* _Items listed in a dataset_:
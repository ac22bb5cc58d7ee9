//! Offline bake of the precomputed atmosphere tables.
//!
//! Loads `config.ron`, applies command-line overrides, generates the lookup
//! tables on the CPU and writes tone-mapped previews plus a manifest.

mod bake;
mod manifest;
mod platform;
mod preview;

use clap::Parser;
use nebula_config::{CliArgs, Config};
use tracing::info;

use crate::bake::BakeError;
use crate::platform::PlatformDirs;

fn run(args: &CliArgs) -> Result<(), BakeError> {
    let dirs = PlatformDirs::resolve()?;
    dirs.create_dirs()?;

    let config_dir = args.config.clone().unwrap_or_else(|| dirs.config_dir.clone());
    let mut config = Config::load_or_create(&config_dir)?;
    config.apply_cli_overrides(args);

    let log_dir = config.debug.log_to_file.then_some(dirs.log_dir.as_path());
    nebula_log::init_logging(log_dir, cfg!(debug_assertions), Some(&config));
    info!(config = %config_dir.display(), "nebula-sky-bake starting");

    let output_dir = config
        .atmosphere
        .output_dir
        .clone()
        .unwrap_or_else(|| dirs.tables_dir());
    let outcome = bake::bake(&config.atmosphere, &output_dir, args.upload)?;

    println!("Baked {} tables ({})", outcome.manifest.tables.len(), outcome.manifest.variant);
    for table in &outcome.manifest.tables {
        println!(
            "  {:<22} {}x{}x{}  {}",
            table.kind, table.width, table.height, table.depth, table.preview
        );
    }
    println!("  manifest: {}", outcome.manifest_path.display());
    if let Some(uploaded) = outcome.uploaded {
        println!("  uploaded {uploaded} tables to the GPU");
    }
    Ok(())
}

fn main() {
    let args = CliArgs::parse();
    if let Err(e) = run(&args) {
        eprintln!("nebula-sky-bake: {e}");
        std::process::exit(1);
    }
}
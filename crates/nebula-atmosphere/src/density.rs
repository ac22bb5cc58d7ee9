//! Altitude-dependent density profiles for scattering and absorbing species.

use crate::constants::{MIE_SCALE_HEIGHT, RAYLEIGH_SCALE_HEIGHT};
use crate::error::AtmosphereError;

/// One piece of a density profile:
/// `exp_term * exp(exp_scale * h) + linear_term * h + constant_term`.
#[derive(Clone, Copy, Debug, Default, PartialEq)]
pub struct DensityProfileLayer {
    /// Altitude extent of this layer. Ignored for the last layer of a profile.
    pub width: f64,
    pub exp_term: f64,
    pub exp_scale: f64,
    pub linear_term: f64,
    pub constant_term: f64,
}

impl DensityProfileLayer {
    pub const fn new(
        width: f64,
        exp_term: f64,
        exp_scale: f64,
        linear_term: f64,
        constant_term: f64,
    ) -> Self {
        Self {
            width,
            exp_term,
            exp_scale,
            linear_term,
            constant_term,
        }
    }

    /// Exponential decay with the given scale height.
    pub fn exponential(scale_height: f64) -> Self {
        Self::new(0.0, 1.0, -1.0 / scale_height, 0.0, 0.0)
    }

    /// Raw (unclamped) layer value at `altitude`.
    pub fn evaluate(&self, altitude: f64) -> f64 {
        self.exp_term * (self.exp_scale * altitude).exp()
            + self.linear_term * altitude
            + self.constant_term
    }

    /// Same layer expressed in a different length unit.
    pub fn in_length_unit(&self, meters_per_unit: f64) -> Self {
        Self {
            width: self.width / meters_per_unit,
            exp_term: self.exp_term,
            exp_scale: self.exp_scale * meters_per_unit,
            linear_term: self.linear_term * meters_per_unit,
            constant_term: self.constant_term,
        }
    }
}

/// Ordered layers covering altitude `[0, inf)`. Layer `i` covers
/// `[sum(width[..i]), sum(width[..=i]))`; the last layer is unbounded.
#[derive(Clone, Debug, PartialEq)]
pub struct DensityProfile {
    layers: Vec<DensityProfileLayer>,
}

impl DensityProfile {
    /// Build a profile from one or more layers.
    ///
    /// # Errors
    ///
    /// Returns [`AtmosphereError::InvalidParameters`] if `layers` is empty or a
    /// bounded layer has a negative width.
    pub fn new(layers: Vec<DensityProfileLayer>) -> Result<Self, AtmosphereError> {
        if layers.is_empty() {
            return Err(AtmosphereError::InvalidParameters(
                "density profile needs at least one layer".into(),
            ));
        }
        if let Some(bad) = layers[..layers.len() - 1].iter().find(|l| l.width < 0.0) {
            return Err(AtmosphereError::InvalidParameters(format!(
                "density layer width must be non-negative, got {}",
                bad.width
            )));
        }
        Ok(Self { layers })
    }

    fn single(layer: DensityProfileLayer) -> Self {
        Self {
            layers: vec![layer],
        }
    }

    /// Air molecules: exponential with an 8 km scale height.
    pub fn earth_rayleigh() -> Self {
        Self::single(DensityProfileLayer::exponential(RAYLEIGH_SCALE_HEIGHT))
    }

    /// Aerosols: exponential with a 1.2 km scale height.
    pub fn earth_mie() -> Self {
        Self::single(DensityProfileLayer::exponential(MIE_SCALE_HEIGHT))
    }

    /// Ozone: a tent function rising from 10 km, peaking at 25 km and
    /// vanishing at 40 km.
    pub fn earth_ozone() -> Self {
        Self {
            layers: vec![
                DensityProfileLayer::new(25000.0, 0.0, 0.0, 1.0 / 15000.0, -2.0 / 3.0),
                DensityProfileLayer::new(0.0, 0.0, 0.0, -1.0 / 15000.0, 8.0 / 3.0),
            ],
        }
    }

    pub fn layers(&self) -> &[DensityProfileLayer] {
        &self.layers
    }

    /// The layer whose altitude range contains `altitude`.
    pub fn layer_at(&self, altitude: f64) -> &DensityProfileLayer {
        let (last, bounded) = self
            .layers
            .split_last()
            .expect("density profile is never empty");
        let mut upper = 0.0;
        for layer in bounded {
            upper += layer.width;
            if altitude < upper {
                return layer;
            }
        }
        last
    }

    /// Density at `altitude`, clamped to be non-negative.
    pub fn density(&self, altitude: f64) -> f64 {
        self.layer_at(altitude).evaluate(altitude).max(0.0)
    }

    /// Same profile expressed in a different length unit.
    pub fn in_length_unit(&self, meters_per_unit: f64) -> Self {
        Self {
            layers: self
                .layers
                .iter()
                .map(|l| l.in_length_unit(meters_per_unit))
                .collect(),
        }
    }
}
//! Physical configuration of a precomputed atmosphere.

use std::collections::BTreeMap;

use nebula_config::{ScalarValue, TableResolution};

use crate::constants::{
    BOTTOM_RADIUS, LENGTH_UNIT_IN_METERS, MAX_SUN_ZENITH_ANGLE, MIE_PHASE_FUNCTION_G,
    SUN_ANGULAR_RADIUS, TOP_RADIUS,
};
use crate::density::DensityProfile;
use crate::error::AtmosphereError;
use crate::luminance::Luminance;
use crate::spectrum::SpectrumOptions;

/// Initialization-only switches of an atmosphere.
#[derive(Clone, Copy, Debug, PartialEq, Eq, Hash)]
pub struct ModelOptions {
    pub luminance: Luminance,
    pub use_constant_solar_spectrum: bool,
    pub use_ozone: bool,
    /// Pack single Mie scattering into the alpha channel of the scattering table.
    pub use_combined_textures: bool,
    pub do_white_balance: bool,
    pub resolution: TableResolution,
}

impl Default for ModelOptions {
    fn default() -> Self {
        Self {
            luminance: Luminance::None,
            use_constant_solar_spectrum: false,
            use_ozone: true,
            use_combined_textures: true,
            do_white_balance: false,
            resolution: TableResolution::Full,
        }
    }
}

/// Overlay keys read once at construction. They select the tables and shader
/// variant, so they are not runtime attributes.
pub const INIT_ONLY_KEYS: [&str; 5] = [
    "luminance_type",
    "use_constant_solar_spectrum",
    "use_ozone",
    "use_combined_textures",
    "do_white_balance",
];

fn overlay_bool(key: &str, value: &ScalarValue) -> Result<bool, AtmosphereError> {
    value.as_bool().ok_or_else(|| {
        AtmosphereError::InvalidParameters(format!("'{key}' expects a boolean, got {value:?}"))
    })
}

impl ModelOptions {
    /// Defaults with the init-only keys of `overlay` applied. Other keys are
    /// left to the caller.
    ///
    /// # Errors
    ///
    /// Returns [`AtmosphereError::InvalidParameters`] for a mistyped value or
    /// an unknown luminance mode.
    pub fn from_overlay(overlay: &BTreeMap<String, ScalarValue>) -> Result<Self, AtmosphereError> {
        let mut options = Self::default();
        for (key, value) in overlay {
            match key.as_str() {
                "luminance_type" => {
                    options.luminance = value
                        .as_i64()
                        .and_then(Luminance::from_index)
                        .ok_or_else(|| {
                            AtmosphereError::InvalidParameters(format!(
                                "unknown luminance_type {value:?}"
                            ))
                        })?;
                }
                "use_constant_solar_spectrum" => {
                    options.use_constant_solar_spectrum = overlay_bool(key, value)?;
                }
                "use_ozone" => options.use_ozone = overlay_bool(key, value)?,
                "use_combined_textures" => options.use_combined_textures = overlay_bool(key, value)?,
                "do_white_balance" => options.do_white_balance = overlay_bool(key, value)?,
                _ => {}
            }
        }
        Ok(options)
    }
}

/// Immutable-per-run physical parameters. Lengths are in meters.
#[derive(Clone, Debug, PartialEq)]
pub struct AtmosphereParameters {
    pub sun_angular_radius: f64,
    pub bottom_radius: f64,
    pub top_radius: f64,
    pub rayleigh_density: DensityProfile,
    pub mie_density: DensityProfile,
    pub absorption_density: DensityProfile,
    pub mie_phase_function_g: f64,
    pub max_sun_zenith_angle: f64,
    pub length_unit_in_meters: f64,
    pub options: ModelOptions,
}

impl AtmosphereParameters {
    /// Earth's atmosphere with the given switches.
    pub fn earth(options: ModelOptions) -> Self {
        Self {
            sun_angular_radius: SUN_ANGULAR_RADIUS,
            bottom_radius: BOTTOM_RADIUS,
            top_radius: TOP_RADIUS,
            rayleigh_density: DensityProfile::earth_rayleigh(),
            mie_density: DensityProfile::earth_mie(),
            absorption_density: DensityProfile::earth_ozone(),
            mie_phase_function_g: MIE_PHASE_FUNCTION_G,
            max_sun_zenith_angle: MAX_SUN_ZENITH_ANGLE,
            length_unit_in_meters: LENGTH_UNIT_IN_METERS,
            options,
        }
    }

    /// 15 wavelengths when luminance is precomputed, 3 otherwise.
    pub fn num_precomputed_wavelengths(&self) -> usize {
        if self.options.luminance == Luminance::Precomputed {
            15
        } else {
            3
        }
    }

    pub fn spectrum_options(&self) -> SpectrumOptions {
        SpectrumOptions {
            use_constant_solar_spectrum: self.options.use_constant_solar_spectrum,
            use_ozone: self.options.use_ozone,
        }
    }

    /// Check that the geometry and phase function are physically meaningful.
    ///
    /// # Errors
    ///
    /// Returns [`AtmosphereError::InvalidParameters`] describing the first
    /// offending value.
    pub fn validate(&self) -> Result<(), AtmosphereError> {
        let invalid = |msg: String| Err(AtmosphereError::InvalidParameters(msg));
        if !(self.bottom_radius > 0.0 && self.top_radius > self.bottom_radius) {
            return invalid(format!(
                "radii must satisfy 0 < bottom < top, got {} and {}",
                self.bottom_radius, self.top_radius
            ));
        }
        if !(self.sun_angular_radius > 0.0 && self.sun_angular_radius < 0.5) {
            return invalid(format!(
                "sun angular radius {} out of range",
                self.sun_angular_radius
            ));
        }
        if !(self.mie_phase_function_g > -1.0 && self.mie_phase_function_g < 1.0) {
            return invalid(format!(
                "Mie asymmetry factor {} must lie in (-1, 1)",
                self.mie_phase_function_g
            ));
        }
        if !(self.max_sun_zenith_angle > 0.0 && self.max_sun_zenith_angle <= std::f64::consts::PI) {
            return invalid(format!(
                "max sun zenith angle {} must lie in (0, pi]",
                self.max_sun_zenith_angle
            ));
        }
        if self.length_unit_in_meters <= 0.0 {
            return invalid(format!(
                "length unit {} must be positive",
                self.length_unit_in_meters
            ));
        }
        Ok(())
    }
}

* _Your task_: Every line in the records above that contains the word "given" is to be copied out.

* _Result of this exercise_:
    /// Exponential decay with the given scale height.
    /// Earth's atmosphere with the given switches.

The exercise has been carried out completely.